When they return to the room where they left Sam alone, he’s gone. Diana finds the note Dean sent Sam, to Hilts from McQueen, one character and one actor from THE GREAT ESCAPE”and escape is what Sam did, per Dean’s instructions!
Diana enters the ladies’ room and has an encounter with the bleeding throat ghost lady who tries to speak and writes danashulps on the misty bathroom mirror. She goes to Dean, who explains that a vengeful spirit would have been the victim of a violent death and want revenge. She shows him bruise marks encircling her wrist, concerned because they were also on the Guiles’ wrists, too”and they died. Dean urges her to go to Sam for help. Go to the first hotel listed in the Yellow Pages and ask for Jim Rockford. She has a choice”arrest Sam or let him save her.
Sam shows Diana crime scene photos; since she once worked drug detail, she identifies Claire Becker, arrested twice for dealing heroin. Sam notes an address”129 Ashland”and suggests and he Diana go there and salt and burn the bones. Claire appears to Diana while Sam is searching elsewhere and reaches out to her. Once in the dank, ugly warehouse, the EMF device locates Claire’s body behind a brick wall. Dean opens up the wall and he and Diana lift out Claire’s body. They unwrap it and note that her wrists are tied. She’s also wearing a locket that Diana knows well”it’s rare, she has one too, and a gift from Pete! Sam explains that Claire is a death omen, a warning, a ghost who metes out justice. Pete killed Claire! Diane remembers that heroin went missing from lockup; apparently Pete had been using Claire to sell it on the street. She turned on him and he killed her.
Big problem – Pete took Dean, just the two of them, in one of the station’s vehicles, supposedly to St. Louis. Pete is refusing to answer the radio. Turn on the Lojack in the car, suggests Sam (who uses his brief law training to good use in this ep).
Dean gets nervous when Pete stops the vehicle in the middle of nowhere. Pee break already? asks Dean, wondering if Pete has prostate trouble. Turns out Pete plans to “kill Dean escaping,” and pulls him out of the vehicle, holding a gun on him. Diana, gun in hand, and Sam show up just as Pete is about to pull the trigger. They can pin everything on one dead scumbag, Pete tells Diana, “I still love you.” Dean objects to being called a scumbag, and hopefully, Diana doubts the love. She drops the arm holding the gun, appearing to acquiesce, but then she shoots him before he can shoot Dean. Wounded, holding the gun on all three of them, Pete admits that Tony was going to turn him in, so he killed him. He killed Tony’s wife, too. Claire’s ghost appears to Pete, so Diana takes the opportunity and shoots him in the back, killing him.

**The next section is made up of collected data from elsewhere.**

//! Reflective SSZ schema: type descriptors, object paths, and the
//! generalized-index arithmetic that maps one onto the other.
//!
//! A schema is built once from constructors describing the root aggregate
//! (field names, kinds, length annotations) and cached for the lifetime of
//! the process; path resolution is pure arithmetic over it.

use crate::constant::next_power_of_two;
use crate::error::SchemaError;
use crate::types::Gindex;
use rustc_hash::FxHashMap;
use std::borrow::Cow;

/// Reserved path name selecting the length mix-in of a list.
pub const LEN_SEGMENT: &str = "__len__";

/// An SSZ type descriptor.
#[derive(Debug, Clone, PartialEq)]
pub enum SszType {
    Basic(Basic),
    Container(Container),
    Enumerable(Enumerable),
}

/// A numeric or bool type identified by its packed byte width.
#[derive(Debug, Clone, Copy, PartialEq, Eq)]
pub struct Basic {
    pub size: u64,
}

/// An ordered mapping from field name to child type with stable field
/// positions.
#[derive(Debug, Clone, PartialEq)]
pub struct Container {
    pub fields: FxHashMap<String, SszType>,
    pub field_index: FxHashMap<String, u64>,
}

/// A vector (fixed `length`) or list (non-zero `max_length`) of a single
/// element type.
#[derive(Debug, Clone, PartialEq)]
pub struct Enumerable {
    pub element: Box<SszType>,
    /// Fixed length for vectors; zero for lists.
    pub length: u64,
    /// Capacity for lists; zero for vectors.
    pub max_length: u64,
}

impl Enumerable {
    pub fn is_list(&self) -> bool {
        self.max_length > 0
    }

    /// Vector length, or list capacity when the length is open.
    pub fn length(&self) -> u64 {
        if self.length == 0 {
            self.max_length
        } else {
            self.length
        }
    }

    pub fn is_byte_vector(&self) -> bool {
        self.element.size() == 1 && self.length > 0
    }
}

impl SszType {
    pub fn basic(size: u64) -> Self {
        SszType::Basic(Basic { size })
    }

    pub fn uint64() -> Self {
        Self::basic(8)
    }

    pub fn boolean() -> Self {
        Self::basic(1)
    }

    pub fn vector(element: SszType, length: u64) -> Self {
        SszType::Enumerable(Enumerable {
            element: Box::new(element),
            length,
            max_length: 0,
        })
    }

    pub fn list(element: SszType, max_length: u64) -> Self {
        SszType::Enumerable(Enumerable {
            element: Box::new(element),
            length: 0,
            max_length,
        })
    }

    pub fn byte_vector(length: u64) -> Self {
        Self::vector(Self::basic(1), length)
    }

    /// Fields in declared order; positions follow declaration order.
    pub fn container(fields: Vec<(&str, SszType)>) -> Self {
        let mut map = FxHashMap::default();
        let mut index = FxHashMap::default();
        for (i, (name, typ)) in fields.into_iter().enumerate() {
            map.insert(name.to_string(), typ);
            index.insert(name.to_string(), i as u64);
        }
        SszType::Container(Container {
            fields: map,
            field_index: index,
        })
    }

    /// Byte width when packed into a parent: basic types their own width,
    /// composites one chunk.
    pub fn size(&self) -> u64 {
        match self {
            SszType::Basic(b) => b.size,
            _ => 32,
        }
    }

    /// Number of leaf chunks the type occupies before padding.
    pub fn chunks(&self) -> u64 {
        match self {
            SszType::Basic(_) => 1,
            SszType::Container(c) => c.fields.len() as u64,
            SszType::Enumerable(e) => (e.length() * e.element.size()).div_ceil(32),
        }
    }

    /// Byte length a reader fetches for a leaf of this type: the basic
    /// width, a byte vector's full length, otherwise one chunk.
    pub fn leaf_size(&self) -> u64 {
        match self {
            SszType::Basic(b) => b.size,
            SszType::Enumerable(e) if e.is_byte_vector() => e.length,
            _ => 32,
        }
    }
}

/// One step of an object path.
#[derive(Debug, Clone, PartialEq, Eq)]
pub enum Segment {
    /// Container field name.
    Name(String),
    /// Enumerable element index.
    Index(u64),
    /// The length mix-in of a list.
    Length,
}

/// A finite ordered sequence of path segments addressing a field,
/// sub-object, or list element of the root aggregate.
#[derive(Debug, Clone, Default, PartialEq, Eq)]
pub struct ObjectPath(Vec<Segment>);

impl ObjectPath {
    /// Path of field names; [`LEN_SEGMENT`] maps to [`Segment::Length`].
    pub fn named(names: &[&str]) -> Self {
        let mut path = ObjectPath::default();
        for name in names {
            path = path.append_name(name);
        }
        path
    }

    pub fn append_name(mut self, name: &str) -> Self {
        if name == LEN_SEGMENT {
            self.0.push(Segment::Length);
        } else {
            self.0.push(Segment::Name(name.to_string()));
        }
        self
    }

    pub fn append_index(mut self, index: u64) -> Self {
        self.0.push(Segment::Index(index));
        self
    }

    pub fn append_length(mut self) -> Self {
        self.0.push(Segment::Length);
        self
    }

    pub fn segments(&self) -> impl Iterator<Item = &Segment> {
        self.0.iter()
    }
}

/// A resolved tree position: the type at the end of the path, its gindex,
/// and the byte offset within the leading chunk.
#[derive(Debug, Clone, PartialEq)]
pub struct SchemaNode<'a> {
    pub typ: Cow<'a, SszType>,
    pub gindex: Gindex,
    pub offset: u8,
}

/// Resolve a path against a root type, starting from gindex 1.
///
/// Containers step down by `next_power_of_two(chunks)` and across by field
/// position. Enumerables step down by the same factor (doubled for lists,
/// to skip past the length sibling) and across by the element's chunk
/// offset, recording the byte offset within that chunk. `__len__` steps to
/// the right child of a list anchor and resolves as an 8-byte basic leaf.
pub fn get_tree_node<'a>(
    root: &'a SszType,
    path: &ObjectPath,
) -> Result<SchemaNode<'a>, SchemaError> {
    let mut typ: &'a SszType = root;
    let mut synthetic_len = false;
    let mut gindex: Gindex = 1;
    let mut offset: u8 = 0;

    for seg in path.segments() {
        if synthetic_len {
            return Err(SchemaError::PathOverrun);
        }
        match (seg, typ) {
            (Segment::Length, SszType::Enumerable(e)) if e.is_list() => {
                gindex = 2 * gindex + 1;
                offset = 0;
                synthetic_len = true;
            }
            (Segment::Length, _) => return Err(SchemaError::NotAList),
            (_, SszType::Basic(_)) => return Err(SchemaError::PathOverrun),
            (Segment::Name(name), SszType::Container(c)) => {
                let pos = c
                    .field_index
                    .get(name)
                    .copied()
                    .ok_or_else(|| SchemaError::FieldNotFound(name.clone()))?;
                gindex = gindex * next_power_of_two(typ.chunks()) + pos;
                offset = 0;
                typ = &c.fields[name.as_str()];
            }
            (Segment::Name(name), SszType::Enumerable(_)) => {
                return Err(SchemaError::ExpectedIndex(name.clone()));
            }
            (Segment::Index(i), SszType::Container(_)) => {
                return Err(SchemaError::FieldNotFound(i.to_string()));
            }
            (Segment::Index(i), SszType::Enumerable(e)) => {
                let start = i * e.element.size();
                let chunk_offset = start / 32;
                let stride = if e.is_list() { 2 } else { 1 };
                gindex = gindex * stride * next_power_of_two(typ.chunks()) + chunk_offset;
                offset = (start % 32) as u8;
                typ = &e.element;
            }
        }
    }

    Ok(SchemaNode {
        typ: if synthetic_len {
            Cow::Owned(SszType::basic(8))
        } else {
            Cow::Borrowed(typ)
        },
        gindex,
        offset,
    })
}

#[cfg(test)]
mod tests {
    use super::*;

    fn sample_schema() -> SszType {
        SszType::container(vec![
            ("root_a", SszType::byte_vector(32)),
            ("counter", SszType::uint64()),
            (
                "inner",
                SszType::container(vec![
                    ("first", SszType::byte_vector(4)),
                    ("second", SszType::byte_vector(4)),
                    ("epoch", SszType::uint64()),
                ]),
            ),
            ("roots", SszType::list(SszType::byte_vector(32), 8192)),
            ("values", SszType::list(SszType::uint64(), 1 << 40)),
            ("words", SszType::vector(SszType::uint64(), 8)),
        ])
    }

    #[test]
    fn test_container_field_gindices() {
        let schema = sample_schema();

        // Six fields pad to eight leaf positions under the root.
        let node = get_tree_node(&schema, &ObjectPath::named(&["root_a"])).unwrap();
        assert_eq!(node.gindex, 8);
        assert_eq!(node.typ.leaf_size(), 32);

        let node = get_tree_node(&schema, &ObjectPath::named(&["counter"])).unwrap();
        assert_eq!(node.gindex, 9);
        assert_eq!(node.typ.leaf_size(), 8);

        let node = get_tree_node(&schema, &ObjectPath::named(&["inner", "epoch"])).unwrap();
        assert_eq!(node.gindex, 10 * 4 + 2);
        assert_eq!(node.offset, 0);
    }

    #[test]
    fn test_list_len_and_elements() {
        let schema = sample_schema();

        let node = get_tree_node(&schema, &ObjectPath::named(&["roots", LEN_SEGMENT])).unwrap();
        assert_eq!(node.gindex, 2 * 11 + 1);
        assert_eq!(node.typ.leaf_size(), 8);

        // Element chunks sit under the doubled anchor, one per 32-byte root.
        let node =
            get_tree_node(&schema, &ObjectPath::named(&["roots"]).append_index(3)).unwrap();
        assert_eq!(node.gindex, 11 * 2 * 8192 + 3);
        assert_eq!(node.offset, 0);
    }

    #[test]
    fn test_packed_list_offsets() {
        let schema = sample_schema();

        // Four u64s share a chunk: index 5 lands in chunk 1 at byte 8.
        let node =
            get_tree_node(&schema, &ObjectPath::named(&["values"]).append_index(5)).unwrap();
        assert_eq!(node.gindex, 12 * 2 * (1u64 << 38) + 1);
        assert_eq!(node.offset, 8);
        assert_eq!(node.typ.leaf_size(), 8);
    }

    #[test]
    fn test_vector_has_no_length_sibling() {
        let schema = sample_schema();

        // Eight u64s occupy two chunks; no factor of two on the descent.
        let node =
            get_tree_node(&schema, &ObjectPath::named(&["words"]).append_index(4)).unwrap();
        assert_eq!(node.gindex, 13 * 2 + 1);
        assert_eq!(node.offset, 0);

        assert_eq!(
            get_tree_node(&schema, &ObjectPath::named(&["words", LEN_SEGMENT])),
            Err(SchemaError::NotAList)
        );
    }

    #[test]
    fn test_path_errors() {
        let schema = sample_schema();

        assert_eq!(
            get_tree_node(&schema, &ObjectPath::named(&["missing"])),
            Err(SchemaError::FieldNotFound("missing".to_string()))
        );
        assert_eq!(
            get_tree_node(&schema, &ObjectPath::named(&["counter", "deeper"])),
            Err(SchemaError::PathOverrun)
        );
        assert_eq!(
            get_tree_node(&schema, &ObjectPath::named(&["counter", LEN_SEGMENT])),
            Err(SchemaError::NotAList)
        );
        assert_eq!(
            get_tree_node(&schema, &ObjectPath::named(&["roots"]).append_name("x")),
            Err(SchemaError::ExpectedIndex("x".to_string()))
        );
        assert_eq!(
            get_tree_node(
                &schema,
                &ObjectPath::named(&["roots", LEN_SEGMENT]).append_index(0)
            ),
            Err(SchemaError::PathOverrun)
        );
    }

    #[test]
    fn test_chunks_and_sizes() {
        let schema = sample_schema();
        assert_eq!(schema.chunks(), 6);
        assert_eq!(schema.size(), 32);

        let pubkey = SszType::byte_vector(48);
        assert_eq!(pubkey.chunks(), 2);
        assert_eq!(pubkey.leaf_size(), 48);

        let values = SszType::list(SszType::uint64(), 1 << 40);
        assert_eq!(values.chunks(), 1 << 38);
    }
}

Diana chooses to let the Winchester brothers go. They have important work to do, and she prefers having them out there doing it. She’ll say they escaped. Pete confessed, so this case is solved. The one in St. Louis, however, she can’t help them.
As they’re heading over to get the Impala out of impound, Dean remarks how familiar Diana looks and that he has a yearning for pea soup.
Oh, and this is the ep where Dean tells Sam he’s the Scully in their partnership, a red-headed woman. While Sam sits trying to break a computer password, Dean makes fart sounds because he’s bored”very funny.
I wondered what had happened to Linda Blair, and if she was still acting. It was good seeing her again. Honestly, her acting here didn’t impress me. She was OK. I think someone else would have done better. Her scenes with Sam were pretty good, actually. The actor who played Jack was great, very nasty and fun. It really scared me when he “took Dean for a ride.”
They never use the Hilts/McQueen gig again, nor the Jim Rockford/first hotel in the Yellow Pages, nor do we ever hear a repeat of Funky Town. For continuity’s sake, I wish we would see repeats of these things once in a while, don’t you?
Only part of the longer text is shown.